* [Aim of the task]: Print each line from the start of the records below up through the line where "use rust_srms_next::routes;" is found, exactly as given.

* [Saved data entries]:
'''
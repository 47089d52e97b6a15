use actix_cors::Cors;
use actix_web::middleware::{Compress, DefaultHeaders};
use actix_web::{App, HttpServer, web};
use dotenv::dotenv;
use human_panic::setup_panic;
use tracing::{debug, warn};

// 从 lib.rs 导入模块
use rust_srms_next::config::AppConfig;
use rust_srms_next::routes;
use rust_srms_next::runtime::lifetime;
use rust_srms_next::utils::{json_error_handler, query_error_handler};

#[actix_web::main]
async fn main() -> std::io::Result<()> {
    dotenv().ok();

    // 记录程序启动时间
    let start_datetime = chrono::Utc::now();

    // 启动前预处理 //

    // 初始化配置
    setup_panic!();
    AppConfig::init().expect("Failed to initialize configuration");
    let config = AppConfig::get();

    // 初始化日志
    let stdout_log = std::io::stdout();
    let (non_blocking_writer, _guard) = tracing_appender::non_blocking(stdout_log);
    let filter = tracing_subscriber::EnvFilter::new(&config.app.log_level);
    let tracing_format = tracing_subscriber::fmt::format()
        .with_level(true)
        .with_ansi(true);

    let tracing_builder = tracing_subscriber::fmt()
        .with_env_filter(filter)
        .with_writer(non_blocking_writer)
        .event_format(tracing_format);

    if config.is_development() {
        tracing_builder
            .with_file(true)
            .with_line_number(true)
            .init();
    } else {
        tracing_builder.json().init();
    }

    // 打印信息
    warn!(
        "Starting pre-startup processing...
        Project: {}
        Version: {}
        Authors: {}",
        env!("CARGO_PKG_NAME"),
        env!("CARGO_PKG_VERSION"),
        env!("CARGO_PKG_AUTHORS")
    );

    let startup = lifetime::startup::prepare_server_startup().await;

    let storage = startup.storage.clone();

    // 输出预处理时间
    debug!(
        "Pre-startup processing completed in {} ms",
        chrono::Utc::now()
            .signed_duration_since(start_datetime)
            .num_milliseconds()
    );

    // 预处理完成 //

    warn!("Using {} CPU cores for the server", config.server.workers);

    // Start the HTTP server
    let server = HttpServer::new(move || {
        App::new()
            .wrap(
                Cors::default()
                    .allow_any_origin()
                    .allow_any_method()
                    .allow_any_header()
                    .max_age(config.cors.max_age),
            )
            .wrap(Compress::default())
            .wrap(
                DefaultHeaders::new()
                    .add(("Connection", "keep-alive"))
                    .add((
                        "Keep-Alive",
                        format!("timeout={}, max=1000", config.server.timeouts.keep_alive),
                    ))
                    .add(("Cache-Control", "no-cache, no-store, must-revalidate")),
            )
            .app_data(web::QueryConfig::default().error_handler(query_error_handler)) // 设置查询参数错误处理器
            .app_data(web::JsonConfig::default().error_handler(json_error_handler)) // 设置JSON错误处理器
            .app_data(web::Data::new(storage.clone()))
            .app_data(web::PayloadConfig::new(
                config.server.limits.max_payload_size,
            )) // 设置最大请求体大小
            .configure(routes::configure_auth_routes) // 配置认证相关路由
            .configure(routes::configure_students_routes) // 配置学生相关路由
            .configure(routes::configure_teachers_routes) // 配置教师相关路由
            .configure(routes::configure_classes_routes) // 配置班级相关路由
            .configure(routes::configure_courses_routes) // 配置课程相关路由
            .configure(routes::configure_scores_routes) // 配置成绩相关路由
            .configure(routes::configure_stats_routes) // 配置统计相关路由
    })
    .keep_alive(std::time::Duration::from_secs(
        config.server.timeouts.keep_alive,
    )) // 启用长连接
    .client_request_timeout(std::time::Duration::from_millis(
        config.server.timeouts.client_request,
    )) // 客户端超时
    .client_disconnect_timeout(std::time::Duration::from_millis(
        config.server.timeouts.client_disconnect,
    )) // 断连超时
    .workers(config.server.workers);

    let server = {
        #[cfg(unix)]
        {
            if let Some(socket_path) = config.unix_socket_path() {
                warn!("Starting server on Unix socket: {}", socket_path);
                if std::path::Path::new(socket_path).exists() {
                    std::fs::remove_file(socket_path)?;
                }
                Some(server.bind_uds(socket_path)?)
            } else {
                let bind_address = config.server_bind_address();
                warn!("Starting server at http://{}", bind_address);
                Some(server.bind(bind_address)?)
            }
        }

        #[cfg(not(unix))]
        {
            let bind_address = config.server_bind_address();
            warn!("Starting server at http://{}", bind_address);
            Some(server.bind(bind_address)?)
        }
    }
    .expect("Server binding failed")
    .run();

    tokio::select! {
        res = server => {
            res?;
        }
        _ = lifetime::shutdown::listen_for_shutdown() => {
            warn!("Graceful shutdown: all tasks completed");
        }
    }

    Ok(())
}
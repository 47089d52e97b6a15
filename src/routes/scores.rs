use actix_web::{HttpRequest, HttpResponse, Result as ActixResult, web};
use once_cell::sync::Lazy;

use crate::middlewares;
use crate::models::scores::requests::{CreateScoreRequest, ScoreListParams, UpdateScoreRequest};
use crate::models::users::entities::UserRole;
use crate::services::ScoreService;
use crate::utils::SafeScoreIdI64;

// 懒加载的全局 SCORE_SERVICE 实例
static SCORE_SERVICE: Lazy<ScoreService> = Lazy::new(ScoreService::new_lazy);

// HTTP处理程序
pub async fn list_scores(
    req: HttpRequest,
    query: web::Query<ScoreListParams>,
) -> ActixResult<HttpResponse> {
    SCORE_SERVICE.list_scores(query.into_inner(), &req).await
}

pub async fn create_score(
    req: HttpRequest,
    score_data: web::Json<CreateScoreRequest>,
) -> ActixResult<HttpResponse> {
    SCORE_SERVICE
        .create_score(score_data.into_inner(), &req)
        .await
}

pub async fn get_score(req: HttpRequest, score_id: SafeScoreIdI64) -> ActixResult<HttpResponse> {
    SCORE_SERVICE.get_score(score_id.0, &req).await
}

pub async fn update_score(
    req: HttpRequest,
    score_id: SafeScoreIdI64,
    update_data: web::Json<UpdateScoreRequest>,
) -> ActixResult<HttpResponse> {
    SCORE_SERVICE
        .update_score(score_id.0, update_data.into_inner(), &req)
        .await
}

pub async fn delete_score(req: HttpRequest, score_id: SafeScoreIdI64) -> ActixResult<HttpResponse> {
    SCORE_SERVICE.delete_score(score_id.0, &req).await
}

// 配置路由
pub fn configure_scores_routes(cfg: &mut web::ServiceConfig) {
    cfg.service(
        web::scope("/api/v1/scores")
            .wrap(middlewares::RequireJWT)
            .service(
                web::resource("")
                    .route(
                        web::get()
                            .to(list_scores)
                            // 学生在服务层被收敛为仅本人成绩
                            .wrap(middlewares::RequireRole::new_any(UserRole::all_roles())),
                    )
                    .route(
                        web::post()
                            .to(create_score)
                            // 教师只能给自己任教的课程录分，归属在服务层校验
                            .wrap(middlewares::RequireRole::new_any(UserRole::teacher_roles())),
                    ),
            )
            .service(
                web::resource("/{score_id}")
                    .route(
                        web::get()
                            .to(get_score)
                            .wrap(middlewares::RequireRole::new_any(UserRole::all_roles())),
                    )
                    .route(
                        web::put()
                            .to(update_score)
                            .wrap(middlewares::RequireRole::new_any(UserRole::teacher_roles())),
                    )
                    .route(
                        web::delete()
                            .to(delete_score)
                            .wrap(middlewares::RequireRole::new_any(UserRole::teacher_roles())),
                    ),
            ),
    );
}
'''
* [Answer box]:
repository 47089d52e97b6a15
use actix_cors::Cors;
use actix_web::middleware::{Compress, DefaultHeaders};
use actix_web::{App, HttpServer, web};
use dotenv::dotenv;
use human_panic::setup_panic;
use tracing::{debug, warn};

// 从 lib.rs 导入模块
use rust_srms_next::config::AppConfig;
use rust_srms_next::routes;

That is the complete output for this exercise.